Serve with any green vegetables you like, or some crusty bread to mop up the beans!
Follow a recipe; follow food safety & hygiene rules; tidy away; use measuring spoons; cut using bridge/claw safely; use a tin opener safely.
Measuring spoons, tin opener, chopping board, sharp knife.
Please note the allergens listed are indicative only. Allergens vary depending on brand; check the labels on the products you use.
Milk | Fish | Soya
May contain wheat | Sulphites
Ingredients (serves 4):
- 8 pork sausages, reduced fat (or a vegetarian/vegan alternative)
- 1 large onion, finely chopped
- 2 carrots, chopped
- 2 x 400g tins of baked beans, reduced salt and sugar
- 2 tbsp tomato puree
- 1 bay leaf
- 1 tbsp Worcestershire sauce (or vegetarian/vegan alternative)
- Pepper, to taste
- Optional step: Brown the sausages in a drizzle of oil in a frying pan for 3-5 minutes.
- Add the sausages to the slow cooker, with the chopped onion and carrot.
- Stir in the baked beans, bay leaf, Worcestershire sauce and season with black pepper.

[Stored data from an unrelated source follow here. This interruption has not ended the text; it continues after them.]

//! The update-selection engine.
//!
//! Given a deployment's release list (oldest first) and a parsed request, the
//! engine walks the history newest-first and produces either a no-update
//! answer or a single update descriptor, honoring rollout cohorts, mandatory
//! forwarding over skipped releases, and (at finalization) binary-diff
//! substitution.

use crate::release::{AcquisitionRequest, DiffPackageMap, Release, UpdateInfo};
use crate::rollout::{effective_rollout, is_selected_for_rollout, is_unfinished_rollout};
use semver::{Version, VersionReq};

/// Outcome of the newest-first walk.
#[derive(Clone, Debug, PartialEq)]
pub enum Selection {
    /// The client is up to date (or nothing applies to its binary).
    NoUpdate,
    /// A release was chosen. `force_mandatory` carries the mandatory flag of
    /// the chosen release plus any mandatory escalation from skipped newer
    /// releases or rollout-ineligible mandatory releases.
    Update {
        release: Release,
        force_mandatory: bool,
    },
}

/// Walk the release history (oldest first, as stored) from newest to oldest
/// and pick the update to offer, if any.
///
/// `now_ms` anchors time-ramped rollout percentages.
pub fn select_update(
    releases: &[Release],
    request: &AcquisitionRequest,
    now_ms: i64,
) -> Selection {
    let mut selected: Option<(&Release, bool)> = None;
    // Latched when a mandatory release is skipped only because this client is
    // outside its rollout cohort; the next release actually selected must
    // still be mandatory for this client.
    let mut pending_mandatory = false;

    for release in releases.iter().rev() {
        let is_current = match (&request.label, &request.package_hash) {
            (Some(label), _) => release.label == *label,
            (None, Some(hash)) => release.package_hash == *hash,
            (None, None) => false,
        };

        if is_current {
            // A disabled current release is as if the client were on an
            // unknown version: keep walking.
            if release.is_disabled {
                continue;
            }
            // The walk reached what the client already runs.
            return match selected {
                Some((chosen, force_mandatory)) => Selection::Update {
                    release: chosen.clone(),
                    force_mandatory,
                },
                None => Selection::NoUpdate,
            };
        }

        if release.is_disabled {
            continue;
        }

        let applies = request.is_companion
            || (!request.normalized_app_version.is_empty()
                && satisfies(&request.normalized_app_version, &release.app_version));
        if !applies {
            continue;
        }

        if let Some((_, force_mandatory)) = &mut selected {
            // Older-and-applicable than the chosen release: only its
            // mandatory flag matters.
            if release.is_mandatory {
                *force_mandatory = true;
            }
            continue;
        }

        let eligible = if !is_unfinished_rollout(release.rollout) {
            true
        } else {
            let client_id = request.client_unique_id.as_deref().unwrap_or_default();
            request.beta
                || is_selected_for_rollout(
                    client_id,
                    effective_rollout(&release.rollout_ramp(), now_ms),
                    &release.label,
                )
        };

        if eligible {
            selected = Some((release, pending_mandatory || release.is_mandatory));
        } else if release.is_mandatory {
            pending_mandatory = true;
        }
    }

    match selected {
        Some((chosen, force_mandatory)) => Selection::Update {
            release: chosen.clone(),
            force_mandatory,
        },
        None => Selection::NoUpdate,
    }
}

/// Turn a selection into the update descriptor returned to the client,
/// substituting a diff archive for the full bundle when `diff_map` holds an
/// entry for the client's current package hash.
pub fn finalize(
    selection: &Selection,
    request: &AcquisitionRequest,
    diff_map: Option<&DiffPackageMap>,
) -> UpdateInfo {
    let (release, force_mandatory) = match selection {
        Selection::NoUpdate => return no_update(request),
        Selection::Update {
            release,
            force_mandatory,
        } => (release, *force_mandatory),
    };

    let mut info = UpdateInfo {
        is_available: true,
        is_mandatory: force_mandatory || release.is_mandatory,
        app_version: request.response_app_version().to_string(),
        target_binary_range: release.app_version.clone(),
        package_hash: Some(release.package_hash.clone()),
        label: Some(release.label.clone()),
        description: release.description.clone(),
        download_url: Some(release.blob_url.clone()),
        package_size: Some(release.size),
        update_app_version: false,
    };

    if let Some(request_hash) = &request.package_hash {
        if let Some(diff) = diff_map.and_then(|m| m.get(request_hash)) {
            info.download_url = Some(diff.url.clone());
            info.package_size = Some(diff.size);
        }
    }

    info
}

/// The answer for a client that is already up to date.
fn no_update(request: &AcquisitionRequest) -> UpdateInfo {
    let app_version = request.response_app_version().to_string();
    UpdateInfo {
        is_available: false,
        is_mandatory: false,
        target_binary_range: app_version.clone(),
        app_version,
        update_app_version: false,
        ..Default::default()
    }
}

/// A parsed binary-compatibility range.
enum RangeMatcher {
    /// `*` or empty: every version.
    Any,
    /// A bare version: matches only that exact version.
    Exact(Version),
    /// A comparator set (comma- or space-separated).
    Req(VersionReq),
}

fn parse_range(range: &str) -> Option<RangeMatcher> {
    let range = range.trim();
    if range.is_empty() || range == "*" {
        return Some(RangeMatcher::Any);
    }
    if let Ok(exact) = Version::parse(range) {
        return Some(RangeMatcher::Exact(exact));
    }
    let normalized;
    let range = if range.contains(' ') && !range.contains(',') {
        normalized = range.split_whitespace().collect::<Vec<_>>().join(", ");
        normalized.as_str()
    } else {
        range
    };
    VersionReq::parse(range).ok().map(RangeMatcher::Req)
}

/// Whether `version` (a full three-segment version) satisfies `range`.
///
/// A range that parses as a bare version matches only that exact version; `*`
/// and the empty range match everything. Unparseable ranges match nothing.
pub fn satisfies(version: &str, range: &str) -> bool {
    let Ok(version) = Version::parse(version) else {
        return false;
    };
    match parse_range(range) {
        Some(RangeMatcher::Any) => true,
        Some(RangeMatcher::Exact(exact)) => version == exact,
        Some(RangeMatcher::Req(req)) => req.matches(&version),
        None => false,
    }
}

/// Whether `range` could match any version at all. Releases with malformed
/// ranges can never be served and are dropped when building cacheable
/// responses.
pub fn is_satisfiable_range(range: &str) -> bool {
    parse_range(range).is_some()
}
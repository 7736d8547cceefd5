//! Route configuration.

use crate::handlers;
use crate::metrics::metrics_handler;
use crate::state::AppState;
use axum::Router;
use axum::routing::{get, post};
use tower_http::trace::TraceLayer;

/// Create the application router.
pub fn create_router(state: AppState) -> Router {
    let mut router = Router::new()
        // Health check (intentionally unauthenticated for load balancers/probes)
        .route("/health", get(handlers::health_check))
        // Legacy-shape acquisition surface
        .route("/updateCheck", get(handlers::update_check_legacy))
        .route("/reportStatus/deploy", post(handlers::report_deploy))
        .route("/reportStatus/download", post(handlers::report_download))
        // New-shape acquisition surface
        .route(
            "/v0.1/public/codepush/update_check",
            get(handlers::update_check_v1),
        )
        .route(
            "/v0.1/public/codepush/report_status/deploy",
            post(handlers::report_deploy),
        )
        .route(
            "/v0.1/public/codepush/report_status/download",
            post(handlers::report_download),
        );

    // Conditionally add the Prometheus endpoint based on config.
    // When enabled, restrict it to authorized scraper IPs at the
    // infrastructure level.
    if state.config.server.metrics_enabled {
        router = router.merge(Router::new().route("/metrics", get(metrics_handler)));
    }

    router.layer(TraceLayer::new_for_http()).with_state(state)
}
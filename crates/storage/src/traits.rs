//! Release-history store trait.

use crate::error::StorageResult;
use airlift_core::Release;
use async_trait::async_trait;

/// Read access to per-deployment release histories.
///
/// The acquisition path only ever reads: publishing, promotion, rollback and
/// disabling happen on the management surface and are reflected here on the
/// next read. Histories are returned oldest first.
#[async_trait]
pub trait PackageStore: Send + Sync {
    /// Fetch the release history for a deployment key, oldest release first.
    ///
    /// Returns `StorageError::NotFound` for an unknown deployment key and an
    /// empty vector for a deployment with no releases yet.
    async fn get_package_history(&self, deployment_key: &str) -> StorageResult<Vec<Release>>;

    /// Check backend connectivity and health.
    async fn health_check(&self) -> StorageResult<()>;
}
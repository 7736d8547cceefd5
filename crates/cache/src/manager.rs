//! Redis connection management for the distributed cache tiers.
//!
//! Two logical namespaces share one endpoint: the ops database holds cached
//! responses and diff maps, the metrics database holds per-release counters.
//! Keeping counters in a distinct logical database isolates their eviction
//! behavior from response caching.
//!
//! The manager is a process-wide singleton handed to every handler. Absent
//! host configuration puts it into a disabled state where every operation
//! returns a null/no-op result without error.

use crate::error::{CacheError, CacheResult};
use airlift_core::config::{CacheConfig, RedisConfig};
use redis::aio::ConnectionManager;
use redis::{ConnectionAddr, ConnectionInfo, RedisConnectionInfo};
use std::future::Future;
use std::sync::Arc;
use std::time::Duration;
use tokio::sync::OnceCell;

/// Logical database holding cached responses and diff maps.
const OPS_DB: i64 = 0;
/// Logical database holding metric counters.
const METRICS_DB: i64 = 1;

pub(crate) struct RedisInner {
    /// Ops-namespace connection, established at startup.
    pub(crate) ops: ConnectionManager,
    /// Client for the metrics namespace; the connection (and with it the
    /// database selection) is established once, on first use.
    metrics_client: redis::Client,
    metrics: OnceCell<ConnectionManager>,
    op_timeout: Duration,
    pub(crate) response_ttl_secs: u64,
    pub(crate) diff_map_ttl_secs: u64,
}

impl RedisInner {
    /// Run a cache command under the per-op timeout.
    pub(crate) async fn timed<T, F>(&self, fut: F) -> CacheResult<T>
    where
        F: Future<Output = redis::RedisResult<T>>,
    {
        match tokio::time::timeout(self.op_timeout, fut).await {
            Ok(result) => Ok(result?),
            Err(_) => Err(CacheError::Timeout),
        }
    }

    /// The metrics-namespace connection. Selecting the metrics database is a
    /// one-time initialization every metrics op awaits; concurrent callers
    /// share the single attempt.
    pub(crate) async fn metrics_connection(&self) -> CacheResult<ConnectionManager> {
        let conn = self
            .metrics
            .get_or_try_init(|| async {
                self.metrics_client.get_connection_manager().await
            })
            .await?;
        Ok(conn.clone())
    }
}

/// Shared handle to the distributed cache. Cheap to clone.
#[derive(Clone)]
pub struct RedisManager {
    inner: Option<Arc<RedisInner>>,
}

impl RedisManager {
    /// A manager with no backing store: every operation is a null/no-op.
    pub fn disabled() -> Self {
        Self { inner: None }
    }

    /// Connect to the configured endpoint, or return a disabled manager when
    /// no host is configured. Connection or configuration failures with a
    /// host present are fatal: the caller should refuse to start.
    pub async fn from_config(redis: &RedisConfig, cache: &CacheConfig) -> CacheResult<Self> {
        let Some(host) = redis.host.clone() else {
            tracing::info!("no cache host configured, distributed cache disabled");
            return Ok(Self::disabled());
        };

        let ops_client = redis::Client::open(connection_info(&host, redis, OPS_DB))?;
        let ops = ops_client.get_connection_manager().await?;
        let metrics_client = redis::Client::open(connection_info(&host, redis, METRICS_DB))?;
        tracing::info!(host = %host, port = redis.port, tls = redis.key.is_some(), "connected to distributed cache");

        Ok(Self {
            inner: Some(Arc::new(RedisInner {
                ops,
                metrics_client,
                metrics: OnceCell::new(),
                op_timeout: redis.op_timeout(),
                response_ttl_secs: cache.response_ttl_secs,
                diff_map_ttl_secs: cache.diff_map_ttl_secs,
            })),
        })
    }

    /// Whether a backing store is configured.
    pub fn is_enabled(&self) -> bool {
        self.inner.is_some()
    }

    pub(crate) fn inner(&self) -> Option<&Arc<RedisInner>> {
        self.inner.as_ref()
    }

    /// Check cache connectivity. A disabled manager is vacuously healthy.
    pub async fn health_check(&self) -> CacheResult<()> {
        let Some(inner) = self.inner() else {
            return Ok(());
        };
        let mut conn = inner.ops.clone();
        inner
            .timed(redis::cmd("PING").query_async::<String>(&mut conn))
            .await?;
        Ok(())
    }
}

fn connection_info(host: &str, config: &RedisConfig, db: i64) -> ConnectionInfo {
    // An auth key implies a managed endpoint: TLS with strict CA verification.
    let addr = if config.key.is_some() {
        ConnectionAddr::TcpTls {
            host: host.to_string(),
            port: config.port,
            insecure: false,
            tls_params: None,
        }
    } else {
        ConnectionAddr::Tcp(host.to_string(), config.port)
    };
    ConnectionInfo {
        addr,
        redis: RedisConnectionInfo {
            db,
            username: None,
            password: config.key.clone(),
            ..Default::default()
        },
    }
}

- Cover and cook on low for 4 hours.
So thinking about Sausage Hot Pot ...
Baked beans, like all types of beans are legumes, packed with protein and fibre. They are also low in calories and fat, and are a good source of vitamins and minerals. Use reduced salt and sugar varieties where possible.
Sausages are a source of protein but they are also high in fat. They are a form of processed meat and should only be eaten in moderation; no more than 70g of red/processed meat per day for adults.
per 317g serving
% of an adult's reference intake
Typical values per 100g: Energy 477kJ / 113kcal
A traffic light system is used on nutrition labels to make it easier to see which foods and drinks are lower in calories, fat, sugar and salt. Try and choose more ‘greens’ and ‘ambers’ and fewer ‘reds’, and stick to smaller portions of ‘reds’.
Just because a recipe or a food has a red traffic light doesn’t mean you shouldn’t eat it. Understanding why a food or recipe might have a red light can be helpful. For example oily fish is high in total fat and so any recipe containing oily fish is likely to be ‘red’ for fat. But it is recommended that we eat oily fish at least once a week because the type of fat it contains is beneficial for our health.
% Reference Intakes are also shown. Reference Intakes are guidelines about the approximate amount of particular nutrients and energy required for a healthy diet (based on an average-sized woman doing an average amount of physical activity). Most children will require less than these Reference Intakes. The contribution of one serving of a food or drink to the Reference Intake for each nutrient is expressed as a percentage.